[Stored data entries]
════

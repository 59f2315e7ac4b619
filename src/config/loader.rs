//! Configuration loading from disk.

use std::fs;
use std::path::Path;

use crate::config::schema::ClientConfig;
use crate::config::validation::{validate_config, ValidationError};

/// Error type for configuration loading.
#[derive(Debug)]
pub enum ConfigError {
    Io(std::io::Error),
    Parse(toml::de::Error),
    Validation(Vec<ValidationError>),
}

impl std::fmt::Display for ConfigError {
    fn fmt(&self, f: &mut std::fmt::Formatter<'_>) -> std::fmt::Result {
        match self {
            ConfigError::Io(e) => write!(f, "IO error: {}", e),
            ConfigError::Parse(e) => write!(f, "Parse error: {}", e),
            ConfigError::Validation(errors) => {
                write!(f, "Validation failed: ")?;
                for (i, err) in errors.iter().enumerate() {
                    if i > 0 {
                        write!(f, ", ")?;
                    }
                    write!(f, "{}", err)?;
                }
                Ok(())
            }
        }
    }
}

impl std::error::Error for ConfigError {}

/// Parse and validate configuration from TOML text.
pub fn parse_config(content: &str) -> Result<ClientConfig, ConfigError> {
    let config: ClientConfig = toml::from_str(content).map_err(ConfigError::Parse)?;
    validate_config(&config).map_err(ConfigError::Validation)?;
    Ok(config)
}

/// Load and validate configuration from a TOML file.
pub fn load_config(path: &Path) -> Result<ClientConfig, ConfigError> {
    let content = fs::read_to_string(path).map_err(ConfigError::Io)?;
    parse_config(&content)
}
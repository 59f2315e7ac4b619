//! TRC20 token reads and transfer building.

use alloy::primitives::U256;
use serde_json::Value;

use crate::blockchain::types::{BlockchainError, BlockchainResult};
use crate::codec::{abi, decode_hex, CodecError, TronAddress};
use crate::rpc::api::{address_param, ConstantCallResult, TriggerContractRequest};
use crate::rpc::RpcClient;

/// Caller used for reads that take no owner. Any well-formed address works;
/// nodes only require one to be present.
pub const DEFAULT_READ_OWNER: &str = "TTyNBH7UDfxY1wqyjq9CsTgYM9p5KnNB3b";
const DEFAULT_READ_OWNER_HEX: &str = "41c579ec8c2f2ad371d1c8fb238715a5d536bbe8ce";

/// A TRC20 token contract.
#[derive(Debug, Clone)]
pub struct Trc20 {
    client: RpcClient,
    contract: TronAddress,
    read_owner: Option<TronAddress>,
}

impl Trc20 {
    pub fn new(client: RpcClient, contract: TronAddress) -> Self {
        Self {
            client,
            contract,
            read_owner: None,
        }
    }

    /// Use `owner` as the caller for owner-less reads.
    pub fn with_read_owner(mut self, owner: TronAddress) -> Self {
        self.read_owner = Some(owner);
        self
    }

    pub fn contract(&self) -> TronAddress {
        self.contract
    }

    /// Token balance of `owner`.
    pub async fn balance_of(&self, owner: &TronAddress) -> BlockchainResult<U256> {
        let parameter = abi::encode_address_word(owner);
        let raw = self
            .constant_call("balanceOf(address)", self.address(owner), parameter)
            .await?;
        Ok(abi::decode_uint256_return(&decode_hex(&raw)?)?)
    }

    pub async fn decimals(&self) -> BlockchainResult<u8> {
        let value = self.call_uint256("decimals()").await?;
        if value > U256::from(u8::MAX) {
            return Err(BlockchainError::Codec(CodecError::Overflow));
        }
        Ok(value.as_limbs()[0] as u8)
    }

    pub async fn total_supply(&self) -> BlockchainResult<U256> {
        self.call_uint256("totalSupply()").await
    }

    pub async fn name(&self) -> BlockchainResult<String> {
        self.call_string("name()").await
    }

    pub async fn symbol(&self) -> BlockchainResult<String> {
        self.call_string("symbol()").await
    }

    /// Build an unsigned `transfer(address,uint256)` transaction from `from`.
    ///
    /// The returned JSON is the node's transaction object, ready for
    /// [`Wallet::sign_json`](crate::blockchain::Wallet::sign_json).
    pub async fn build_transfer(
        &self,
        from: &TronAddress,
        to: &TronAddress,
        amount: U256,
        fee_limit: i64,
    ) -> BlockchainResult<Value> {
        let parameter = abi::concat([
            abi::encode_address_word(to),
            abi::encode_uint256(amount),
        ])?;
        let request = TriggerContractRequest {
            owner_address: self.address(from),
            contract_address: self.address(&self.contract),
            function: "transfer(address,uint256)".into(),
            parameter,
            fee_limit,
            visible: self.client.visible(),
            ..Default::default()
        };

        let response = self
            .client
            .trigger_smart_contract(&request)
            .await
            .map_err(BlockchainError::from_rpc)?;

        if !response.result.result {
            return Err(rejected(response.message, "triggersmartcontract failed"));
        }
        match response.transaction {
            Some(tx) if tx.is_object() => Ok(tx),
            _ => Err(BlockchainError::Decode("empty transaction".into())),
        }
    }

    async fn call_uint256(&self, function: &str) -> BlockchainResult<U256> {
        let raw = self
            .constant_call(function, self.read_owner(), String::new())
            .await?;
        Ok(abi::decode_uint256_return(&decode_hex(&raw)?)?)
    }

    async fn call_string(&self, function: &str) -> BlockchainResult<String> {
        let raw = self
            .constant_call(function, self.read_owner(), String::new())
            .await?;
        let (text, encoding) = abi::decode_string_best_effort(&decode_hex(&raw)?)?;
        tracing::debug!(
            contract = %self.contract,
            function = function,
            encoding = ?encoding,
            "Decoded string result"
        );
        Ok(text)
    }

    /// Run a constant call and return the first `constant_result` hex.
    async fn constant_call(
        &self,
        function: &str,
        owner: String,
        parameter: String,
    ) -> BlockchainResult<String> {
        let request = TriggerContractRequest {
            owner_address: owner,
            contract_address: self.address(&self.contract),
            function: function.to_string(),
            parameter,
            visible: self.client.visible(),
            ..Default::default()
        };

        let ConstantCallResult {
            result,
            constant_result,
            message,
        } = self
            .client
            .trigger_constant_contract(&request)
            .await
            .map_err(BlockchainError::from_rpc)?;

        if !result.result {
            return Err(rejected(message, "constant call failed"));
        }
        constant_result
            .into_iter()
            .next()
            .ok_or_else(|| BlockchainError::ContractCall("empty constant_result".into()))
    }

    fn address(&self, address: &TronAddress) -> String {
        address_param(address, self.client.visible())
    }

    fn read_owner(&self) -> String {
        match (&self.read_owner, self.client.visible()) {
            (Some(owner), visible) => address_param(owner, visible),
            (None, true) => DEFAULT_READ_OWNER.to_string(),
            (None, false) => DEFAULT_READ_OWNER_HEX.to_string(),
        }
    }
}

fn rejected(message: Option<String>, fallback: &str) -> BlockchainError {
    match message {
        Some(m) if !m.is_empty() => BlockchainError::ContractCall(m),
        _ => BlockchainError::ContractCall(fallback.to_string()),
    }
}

════

- **EXERCISE DETAILS**
Transcribe the data above so that every line matches exactly.

- **WRITTEN ANSWER**
repository 59f2315e7ac4b619
filename src/config/loader.rs
//! Configuration loading from disk.

use std::fs;
use std::path::Path;

use crate::config::schema::ClientConfig;
use crate::config::validation::{validate_config, ValidationError};

/// Error type for configuration loading.
#[derive(Debug)]
pub enum ConfigError {
    Io(std::io::Error),
    Parse(toml::de::Error),
    Validation(Vec<ValidationError>),
}

impl std::fmt::Display for ConfigError {
    fn fmt(&self, f: &mut std::fmt::Formatter<'_>) -> std::fmt::Result {
        match self {
            ConfigError::Io(e) => write!(f, "IO error: {}", e),
            ConfigError::Parse(e) => write!(f, "Parse error: {}", e),
            ConfigError::Validation(errors) => {
                write!(f, "Validation failed: ")?;
                for (i, err) in errors.iter().enumerate() {
                    if i > 0 {
                        write!(f, ", ")?;
                    }
                    write!(f, "{}", err)?;
                }
                Ok(())
            }
        }
    }
}

impl std::error::Error for ConfigError {}

/// Parse and validate configuration from TOML text.
pub fn parse_config(content: &str) -> Result<ClientConfig, ConfigError> {
    let config: ClientConfig = toml::from_str(content).map_err(ConfigError::Parse)?;
    validate_config(&config).map_err(ConfigError::Validation)?;
    Ok(config)
}

/// Load and validate configuration from a TOML file.
pub fn load_config(path: &Path) -> Result<ClientConfig, ConfigError> {
    let content = fs::read_to_string(path).map_err(ConfigError::Io)?;
    parse_config(&content)
}
repository 59f2315e7ac4b619
//! TRC20 token reads and transfer building.

use alloy::primitives::U256;
use serde_json::Value;

use crate::blockchain::types::{BlockchainError, BlockchainResult};
use crate::codec::{abi, decode_hex, CodecError, TronAddress};
use crate::rpc::api::{address_param, ConstantCallResult, TriggerContractRequest};
use crate::rpc::RpcClient;

/// Caller used for reads that take no owner. Any well-formed address works;
/// nodes only require one to be present.
pub const DEFAULT_READ_OWNER: &str = "TTyNBH7UDfxY1wqyjq9CsTgYM9p5KnNB3b";
const DEFAULT_READ_OWNER_HEX: &str = "41c579ec8c2f2ad371d1c8fb238715a5d536bbe8ce";

/// A TRC20 token contract.
#[derive(Debug, Clone)]
pub struct Trc20 {
    client: RpcClient,
    contract: TronAddress,
    read_owner: Option<TronAddress>,
}

impl Trc20 {
    pub fn new(client: RpcClient, contract: TronAddress) -> Self {
        Self {
            client,
            contract,
            read_owner: None,
        }
    }

    /// Use `owner` as the caller for owner-less reads.
    pub fn with_read_owner(mut self, owner: TronAddress) -> Self {
        self.read_owner = Some(owner);
        self
    }

    pub fn contract(&self) -> TronAddress {
        self.contract
    }

    /// Token balance of `owner`.
    pub async fn balance_of(&self, owner: &TronAddress) -> BlockchainResult<U256> {
        let parameter = abi::encode_address_word(owner);
        let raw = self
            .constant_call("balanceOf(address)", self.address(owner), parameter)
            .await?;
        Ok(abi::decode_uint256_return(&decode_hex(&raw)?)?)
    }

    pub async fn decimals(&self) -> BlockchainResult<u8> {
        let value = self.call_uint256("decimals()").await?;
        if value > U256::from(u8::MAX) {
            return Err(BlockchainError::Codec(CodecError::Overflow));
        }
        Ok(value.as_limbs()[0] as u8)
    }

    pub async fn total_supply(&self) -> BlockchainResult<U256> {
        self.call_uint256("totalSupply()").await
    }

    pub async fn name(&self) -> BlockchainResult<String> {
        self.call_string("name()").await
    }

    pub async fn symbol(&self) -> BlockchainResult<String> {
        self.call_string("symbol()").await
    }

    /// Build an unsigned `transfer(address,uint256)` transaction from `from`.
    ///
    /// The returned JSON is the node's transaction object, ready for
    /// [`Wallet::sign_json`](crate::blockchain::Wallet::sign_json).
    pub async fn build_transfer(
        &self,
        from: &TronAddress,
        to: &TronAddress,
        amount: U256,
        fee_limit: i64,
    ) -> BlockchainResult<Value> {
        let parameter = abi::concat([
            abi::encode_address_word(to),
            abi::encode_uint256(amount),
        ])?;
        let request = TriggerContractRequest {
            owner_address: self.address(from),
            contract_address: self.address(&self.contract),
            function: "transfer(address,uint256)".into(),
            parameter,
            fee_limit,
            visible: self.client.visible(),
            ..Default::default()
        };

        let response = self
            .client
            .trigger_smart_contract(&request)
            .await
            .map_err(BlockchainError::from_rpc)?;

        if !response.result.result {
            return Err(rejected(response.message, "triggersmartcontract failed"));
        }
        match response.transaction {
            Some(tx) if tx.is_object() => Ok(tx),
            _ => Err(BlockchainError::Decode("empty transaction".into())),
        }
    }

    async fn call_uint256(&self, function: &str) -> BlockchainResult<U256> {
        let raw = self
            .constant_call(function, self.read_owner(), String::new())
            .await?;
        Ok(abi::decode_uint256_return(&decode_hex(&raw)?)?)
    }

    async fn call_string(&self, function: &str) -> BlockchainResult<String> {
        let raw = self
            .constant_call(function, self.read_owner(), String::new())
            .await?;
        let (text, encoding) = abi::decode_string_best_effort(&decode_hex(&raw)?)?;
        tracing::debug!(
            contract = %self.contract,
            function = function,
            encoding = ?encoding,
            "Decoded string result"
        );
        Ok(text)
    }

    /// Run a constant call and return the first `constant_result` hex.
    async fn constant_call(
        &self,
        function: &str,
        owner: String,
        parameter: String,
    ) -> BlockchainResult<String> {
        let request = TriggerContractRequest {
            owner_address: owner,
            contract_address: self.address(&self.contract),
            function: function.to_string(),
            parameter,
            visible: self.client.visible(),
            ..Default::default()
        };

        let ConstantCallResult {
            result,
            constant_result,
            message,
        } = self
            .client
            .trigger_constant_contract(&request)
            .await
            .map_err(BlockchainError::from_rpc)?;

        if !result.result {
            return Err(rejected(message, "constant call failed"));
        }
        constant_result
            .into_iter()
            .next()
            .ok_or_else(|| BlockchainError::ContractCall("empty constant_result".into()))
    }

    fn address(&self, address: &TronAddress) -> String {
        address_param(address, self.client.visible())
    }

    fn read_owner(&self) -> String {
        match (&self.read_owner, self.client.visible()) {
            (Some(owner), visible) => address_param(owner, visible),
            (None, true) => DEFAULT_READ_OWNER.to_string(),
            (None, false) => DEFAULT_READ_OWNER_HEX.to_string(),
        }
    }
}

fn rejected(message: Option<String>, fallback: &str) -> BlockchainError {
    match message {
        Some(m) if !m.is_empty() => BlockchainError::ContractCall(m),
        _ => BlockchainError::ContractCall(fallback.to_string()),
    }
}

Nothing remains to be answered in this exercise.